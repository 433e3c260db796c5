use chrono::Utc;
use marketplace_escrow::{
    config::AppConfig,
    db::{create_orm_conn, run_migrations},
    entity::{
        listings::{ActiveModel as ListingActive, Column as ListingCol, Entity as Listings},
        users::{ActiveModel as UserActive, Column as UserCol, Entity as Users},
    },
    models::ListingStatus,
};
use sea_orm::{ActiveModelTrait, ColumnTrait, DatabaseConnection, EntityTrait, QueryFilter, Set};
use uuid::Uuid;

#[tokio::main]
async fn main() -> anyhow::Result<()> {
    dotenvy::dotenv().ok();
    let config = AppConfig::from_env()?;
    let url = config
        .database_url
        .ok_or_else(|| anyhow::anyhow!("DATABASE_URL must be set to seed"))?;

    let conn = create_orm_conn(&url).await?;
    // Ensure migrations are applied.
    run_migrations(&conn, &config.migrations_dir).await?;

    let admin_id = ensure_user(&conn, "admin@example.com", "admin").await?;
    let seller_id = ensure_user(&conn, "seller@example.com", "user").await?;
    let buyer_id = ensure_user(&conn, "buyer@example.com", "user").await?;
    seed_listings(&conn, seller_id).await?;

    println!(
        "Seed completed. Admin ID: {admin_id}, Seller ID: {seller_id}, Buyer ID: {buyer_id}"
    );
    Ok(())
}

async fn ensure_user(conn: &DatabaseConnection, email: &str, role: &str) -> anyhow::Result<Uuid> {
    if let Some(existing) = Users::find()
        .filter(UserCol::Email.eq(email))
        .one(conn)
        .await?
    {
        return Ok(existing.id);
    }

    let user = UserActive {
        id: Set(Uuid::new_v4()),
        email: Set(email.to_string()),
        role: Set(role.to_string()),
        created_at: Set(Utc::now().into()),
    }
    .insert(conn)
    .await?;

    println!("Ensured user {email} (role={role})");
    Ok(user.id)
}

async fn seed_listings(conn: &DatabaseConnection, seller_id: Uuid) -> anyhow::Result<()> {
    let listings = [
        ("Mirrorless Camera", "24MP body, two batteries", 850_000_i64, 2),
        ("Mountain Bike", "29er, medium frame", 1_200_000, 1),
        ("Vinyl Record Crate", "Forty classic jazz records", 150_000, 5),
    ];

    for (title, description, price, quantity) in listings {
        let exists = Listings::find()
            .filter(ListingCol::SellerId.eq(seller_id))
            .filter(ListingCol::Title.eq(title))
            .one(conn)
            .await?
            .is_some();
        if exists {
            continue;
        }

        ListingActive {
            id: Set(Uuid::new_v4()),
            seller_id: Set(seller_id),
            title: Set(title.to_string()),
            description: Set(Some(description.to_string())),
            price: Set(price),
            quantity: Set(quantity),
            status: Set(ListingStatus::Active.to_string()),
            sold_at: Set(None),
            created_at: Set(Utc::now().into()),
        }
        .insert(conn)
        .await?;
        println!("Seeded listing {title}");
    }
    Ok(())
}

§ **WORK REQUEST**: Within the records, filter for lines that contain the word "description" and show each one.

§ **RESPONSE AREA**:
    for (title, description, price, quantity) in listings {
            description: Set(Some(description.to_string())),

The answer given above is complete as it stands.